We can plot a few of the sites with a full set of data to make sure the flow changes over time.
ggplot(allUKDailyLocations[allUKDailyLocations[, "id"] %in% c(2,3,31,32,75,77), ]) +
geom_line(aes(x = timeInterval, y = vehmin, colour = as.factor(id)))
The data from these sites change, but why doesn’t our map change? Let’s check change in flow (flowDelta
) for all sites.
maxFlow <- allUKDailyLocations %>% group_by(id) %>% filter(vehmin == max(vehmin))
minFlow <- allUKDailyLocations %>% group_by(id) %>% filter(vehmin == min(vehmin))
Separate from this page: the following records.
//! Device session: the high-level orchestrator for one reprogramming run.

use std::sync::Arc;
use std::sync::mpsc::{self, Receiver, Sender};
use std::thread::{self, JoinHandle};

use thiserror::Error;
use tracing::{error, info, instrument, warn};

use crate::audit::{AuditLog, AuditLogRecord, AuditOutcome, NullTelemetry, Telemetry};
use crate::config::SessionConfig;
use crate::events::{PacketDirection, SessionEvent, SessionObserver, TracingObserver};
use crate::payload::ExploitPayloadProvider;
use crate::protocol::constants::{
    FRAME_HEADER_SIZE, TAG_EXPLOIT, TAG_XFER_BEGIN, TAG_XFER_CHUNK, TAG_XFER_END,
};
use crate::serial_number::{self, SerialNumber, ValidationError};
use crate::state::handlers::{HandlerContext, SessionControl, handle_state, packet_preview};
use crate::state::machine::{AbortReason, SessionPhase, SessionState, StateMachineContext};
use crate::transport::{CancelToken, PortDescriptor, RxEvent, SerialTransport, TransportError};
use crate::vault::ImageVault;

#[derive(Error, Debug, Clone, PartialEq, Eq)]
pub enum SessionError {
    #[error("Verification mismatch: wrote {expected}, device reports {actual}")]
    VerificationMismatch {
        expected: SerialNumber,
        actual: String,
    },

    #[error("Cancelled by user")]
    UserCancelled,

    #[error("Session aborted: {0}")]
    Aborted(AbortReason),

    #[error("Session worker panicked")]
    WorkerPanicked,
}

impl From<AbortReason> for SessionError {
    fn from(reason: AbortReason) -> Self {
        match reason {
            AbortReason::VerificationMismatch { expected, actual } => {
                SessionError::VerificationMismatch { expected, actual }
            }
            AbortReason::UserCancelled => SessionError::UserCancelled,
            other => SessionError::Aborted(other),
        }
    }
}

/// How a session ended.
#[derive(Debug, Clone, PartialEq, Eq)]
pub enum SessionOutcome {
    Completed { old: SerialNumber, new: SerialNumber },
    Aborted(AbortReason),
}

/// Everything known about a finished session.
#[derive(Debug, Clone)]
pub struct SessionReport {
    pub outcome: SessionOutcome,
    pub model: Option<String>,
    pub old_serial: Option<SerialNumber>,
    pub new_serial: Option<SerialNumber>,
    /// Phases visited, in order.
    pub history: Vec<SessionPhase>,
    /// Set when the audit record could not be written.
    pub audit_error: Option<String>,
}

impl SessionReport {
    pub fn is_success(&self) -> bool {
        matches!(self.outcome, SessionOutcome::Completed { .. })
    }

    pub fn abort_reason(&self) -> Option<&AbortReason> {
        match &self.outcome {
            SessionOutcome::Aborted(reason) => Some(reason),
            SessionOutcome::Completed { .. } => None,
        }
    }

    /// `(old, new)` on success.
    pub fn into_result(self) -> Result<(SerialNumber, SerialNumber), SessionError> {
        match self.outcome {
            SessionOutcome::Completed { old, new } => Ok((old, new)),
            SessionOutcome::Aborted(reason) => Err(reason.into()),
        }
    }
}

/// Cloneable remote control for a session running elsewhere.
#[derive(Clone)]
pub struct SessionController {
    control: Sender<SessionControl>,
    cancel: CancelToken,
}

impl SessionController {
    /// Offer a replacement serial. The local check result is returned at
    /// once; the candidate is forwarded either way so the session reports a
    /// rejection too. Invalid candidates never reach the device.
    pub fn submit_serial(&self, candidate: &str) -> Result<SerialNumber, ValidationError> {
        let parsed = serial_number::parse(candidate);
        // A finished session has dropped its receiver.
        let _ = self
            .control
            .send(SessionControl::NewSerial(candidate.to_string()));
        parsed
    }

    /// Stop the session at the next opportunity.
    pub fn cancel(&self) {
        self.cancel.cancel();
        let _ = self.control.send(SessionControl::Cancel);
    }

    pub fn is_cancelled(&self) -> bool {
        self.cancel.is_cancelled()
    }
}

/// A session running on its own worker thread.
pub struct SessionHandle {
    controller: SessionController,
    worker: JoinHandle<SessionReport>,
}

impl SessionHandle {
    pub fn controller(&self) -> SessionController {
        self.controller.clone()
    }

    pub fn submit_serial(&self, candidate: &str) -> Result<SerialNumber, ValidationError> {
        self.controller.submit_serial(candidate)
    }

    pub fn cancel(&self) {
        self.controller.cancel();
    }

    pub fn is_finished(&self) -> bool {
        self.worker.is_finished()
    }

    /// Wait for the worker and return its report.
    pub fn join(self) -> Result<SessionReport, SessionError> {
        self.worker.join().map_err(|_| SessionError::WorkerPanicked)
    }
}

/// One reprogramming session against one port.
pub struct DeviceSession<T: SerialTransport, O: SessionObserver> {
    config: SessionConfig,
    port: PortDescriptor,
    transport: T,
    observer: Arc<O>,
    vault: ImageVault,
    payloads: Arc<dyn ExploitPayloadProvider>,
    audit: AuditLog,
    telemetry: Arc<dyn Telemetry>,
    cancel: CancelToken,
    control_tx: Sender<SessionControl>,
    control_rx: Receiver<SessionControl>,
}

impl<T: SerialTransport> DeviceSession<T, TracingObserver> {
    /// Create a new session with the default tracing observer.
    pub fn new(
        config: SessionConfig,
        port: PortDescriptor,
        transport: T,
        payloads: Arc<dyn ExploitPayloadProvider>,
    ) -> Self {
        Self::with_observer(config, port, transport, payloads, Arc::new(TracingObserver))
    }
}

impl<T: SerialTransport, O: SessionObserver> DeviceSession<T, O> {
    /// Create a new session with a custom observer. The vault is built from
    /// the config's assets.
    pub fn with_observer(
        config: SessionConfig,
        port: PortDescriptor,
        transport: T,
        payloads: Arc<dyn ExploitPayloadProvider>,
        observer: Arc<O>,
    ) -> Self {
        let (control_tx, control_rx) = mpsc::channel();
        Self {
            vault: config.build_vault(),
            audit: AuditLog::new(config.audit_log_path.clone()),
            config,
            port,
            transport,
            observer,
            payloads,
            telemetry: Arc::new(NullTelemetry),
            cancel: CancelToken::new(),
            control_tx,
            control_rx,
        }
    }

    pub fn with_vault(mut self, vault: ImageVault) -> Self {
        self.vault = vault;
        self
    }

    pub fn with_telemetry(mut self, telemetry: Arc<dyn Telemetry>) -> Self {
        self.telemetry = telemetry;
        self
    }

    pub fn controller(&self) -> SessionController {
        SessionController {
            control: self.control_tx.clone(),
            cancel: self.cancel.clone(),
        }
    }

    /// Run to a terminal state on the calling thread. Feed it through a
    /// [`SessionController`] from another thread.
    #[instrument(skip(self), fields(port = %self.port.name))]
    pub fn run(&mut self) -> SessionReport {
        let mut observed = ObservableTransport {
            inner: &mut self.transport,
            observer: self.observer.as_ref(),
        };
        let mut ctx = HandlerContext {
            transport: &mut observed,
            observer: self.observer.as_ref(),
            state: StateMachineContext::new(),
            config: &self.config,
            port: &self.port,
            vault: &self.vault,
            payloads: self.payloads.as_ref(),
            control: &self.control_rx,
            cancel: self.cancel.clone(),
            link: None,
            staged: Vec::new(),
        };

        while !ctx.state.is_finished() {
            let next = if ctx.cancel.is_cancelled() {
                SessionState::Aborted(AbortReason::UserCancelled)
            } else {
                handle_state(&mut ctx)
            };
            let from = ctx.state.state.phase();
            let to = next.phase();
            if ctx.state.goto_state(next) {
                ctx.emit(SessionEvent::PhaseChanged { from, to });
            } else {
                // Handlers only produce legal successors; refuse to spin.
                error!(from = %from, to = %to, "Session stuck, aborting");
                let stuck = SessionState::Aborted(AbortReason::ProtocolError(format!(
                    "illegal transition {} -> {}",
                    from, to
                )));
                ctx.state.goto_state(stuck);
                ctx.emit(SessionEvent::PhaseChanged {
                    from,
                    to: SessionPhase::Aborted,
                });
            }
        }

        // Exit path shared by success and every abort.
        ctx.link = None;
        ctx.transport.close();
        for image in ctx.staged.drain(..) {
            let path = image.path().to_path_buf();
            if let Err(e) = image.close() {
                warn!(path = %path.display(), error = %e, "Failed to remove staged image");
            }
        }

        let state = ctx.state;
        let outcome = match (&state.state, &state.old_serial, &state.new_serial) {
            (SessionState::Completed, Some(old), Some(new)) => SessionOutcome::Completed {
                old: old.clone(),
                new: new.clone(),
            },
            (SessionState::Aborted(reason), _, _) => SessionOutcome::Aborted(reason.clone()),
            _ => SessionOutcome::Aborted(AbortReason::ProtocolError(
                "completed without serials".into(),
            )),
        };
        self.finish(state, outcome)
    }

    /// Run on a dedicated worker thread.
    pub fn spawn(mut self) -> std::io::Result<SessionHandle>
    where
        T: 'static,
        O: 'static,
    {
        let controller = self.controller();
        let worker = thread::Builder::new()
            .name("snflash-session".into())
            .spawn(move || self.run())?;
        Ok(SessionHandle { controller, worker })
    }

    fn finish(&self, state: StateMachineContext, outcome: SessionOutcome) -> SessionReport {
        let audit_outcome = match &outcome {
            SessionOutcome::Completed { .. } => AuditOutcome::Success,
            SessionOutcome::Aborted(reason) => AuditOutcome::from(reason),
        };
        let record = AuditLogRecord::now(
            state.old_serial.clone(),
            state.new_serial.clone(),
            audit_outcome,
        );
        let audit_error = match self.audit.append(&record) {
            Ok(()) => None,
            Err(e) => {
                error!(error = %e, "Failed to write audit record");
                Some(e.to_string())
            }
        };
        self.telemetry.publish(&record);

        match &outcome {
            SessionOutcome::Completed { old, new } => {
                info!(old = %old, new = %new, "Session completed");
                self.observer.on_event(&SessionEvent::Completed {
                    old: old.clone(),
                    new: new.clone(),
                });
            }
            SessionOutcome::Aborted(reason) => {
                warn!(reason = %reason, code = reason.code(), "Session aborted");
                self.observer.on_event(&SessionEvent::Aborted {
                    reason: reason.clone(),
                });
            }
        }

        SessionReport {
            outcome,
            model: state.model,
            old_serial: state.old_serial,
            new_serial: state.new_serial,
            history: state.history,
            audit_error,
        }
    }
}

/// Transport wrapper that emits packet events.
struct ObservableTransport<'a, T: SerialTransport, O: SessionObserver> {
    inner: &'a mut T,
    observer: &'a O,
}

impl<'a, T: SerialTransport, O: SessionObserver> SerialTransport for ObservableTransport<'a, T, O> {
    fn open(&mut self, port: &PortDescriptor) -> Result<Receiver<RxEvent>, TransportError> {
        self.inner.open(port)
    }

    fn send(&mut self, data: &[u8]) -> Result<(), TransportError> {
        let res = self.inner.send(data);
        if res.is_ok() {
            let command = command_label(data);
            self.observer.on_event(&SessionEvent::Packet {
                direction: PacketDirection::Tx,
                command,
                length: data.len(),
                data: packet_preview(data),
            });
        }
        res
    }

    fn close(&mut self) {
        self.inner.close()
    }

    fn is_open(&self) -> bool {
        self.inner.is_open()
    }
}

/// Binary tag, or the text command up to its argument.
fn command_label(data: &[u8]) -> String {
    const TAGS: [[u8; 4]; 4] = [TAG_EXPLOIT, TAG_XFER_BEGIN, TAG_XFER_CHUNK, TAG_XFER_END];
    if data.len() >= FRAME_HEADER_SIZE && TAGS.iter().any(|tag| data.starts_with(tag)) {
        return String::from_utf8_lossy(&data[..4]).into_owned();
    }
    let end = data
        .iter()
        .position(|&b| matches!(b, b'=' | b'\r' | b'\n'))
        .map(|i| if data[i] == b'=' { i + 1 } else { i })
        .unwrap_or(data.len());
    String::from_utf8_lossy(&data[..end]).into_owned()
}

#[cfg(test)]
mod tests {
    use super::*;
    use crate::protocol::{Command, ImageKind};

    #[test]
    fn test_command_label() {
        assert_eq!(command_label(&Command::QueryModel.encode()), "MODEL?");
        let sn: SerialNumber = "C02123ABCQ6L".parse().unwrap();
        assert_eq!(command_label(&Command::WriteSerial(sn).encode()), "SN=");
        let begin = Command::TransferBegin {
            kind: ImageKind::Boot,
            total_len: 1,
            chunk_count: 1,
        };
        assert_eq!(command_label(&begin.encode()), "XFRB");
    }

    #[test]
    fn test_abort_reason_to_session_error() {
        assert_eq!(
            SessionError::from(AbortReason::UserCancelled),
            SessionError::UserCancelled
        );
        assert_eq!(
            SessionError::from(AbortReason::Timeout),
            SessionError::Aborted(AbortReason::Timeout)
        );
    }

    #[test]
    fn test_submit_serial_validates_locally() {
        let (tx, rx) = mpsc::channel();
        let controller = SessionController {
            control: tx,
            cancel: CancelToken::new(),
        };
        assert!(controller.submit_serial("C02-ABCD1234XZ").is_err());
        assert!(controller.submit_serial("C02123XYZQ6L").is_ok());
        assert_eq!(
            rx.try_recv().unwrap(),
            SessionControl::NewSerial("C02-ABCD1234XZ".into())
        );
        controller.cancel();
        assert!(controller.is_cancelled());
    }
}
# vehmin is vehicles a minute
flowDelta <- inner_join(maxFlow, minFlow, by = "id") %>% mutate(delta = vehmin.x - vehmin.y)
summary(flowDelta$delta)
Min. 1st Qu. Median Mean 3rd Qu. Max.
0.000 0.000 0.000 3.588 0.000 121.000
ggplot(flowDelta) +
geom_histogram(aes(x = delta))
This suggests most of our sites have no change in flow. It’s a highly aggregated view of our data and before taking it at face value I’d like to spot check a few sites that don’t report any flow.
unique(flowDelta[flowDelta$delta == 0, "description.x"])[1:10, ]
allUKDailyLocations[allUKDailyLocations$description == "M4/3838B5", ]
The structure of the report for the first site looks sensible, the only thing odd is no vehicle count. Perhaps the big spike showing most sites have no change in vehicle flow is because most of the sensors across the network are broken and not recording any traffic (or there are large parts of the Network with no vehicles passing through). Next, I look at the sites that have a change in flow, i.e sites that do have data.
ggplot(flowDelta[flowDelta$totalVolume.x > 0, ]) +
geom_histogram(aes(x = delta))
I can make sense of this chart. It shows sites with vehicle flow and makes me question our first histogram that showed lots of sites with no change in vehicle flow. Aggregates can catch you out in silly ways so I’d like to double check and see how many unique sites had 0 flow.
count(unique(flowDelta[flowDelta$delta == 0, "description.x"]))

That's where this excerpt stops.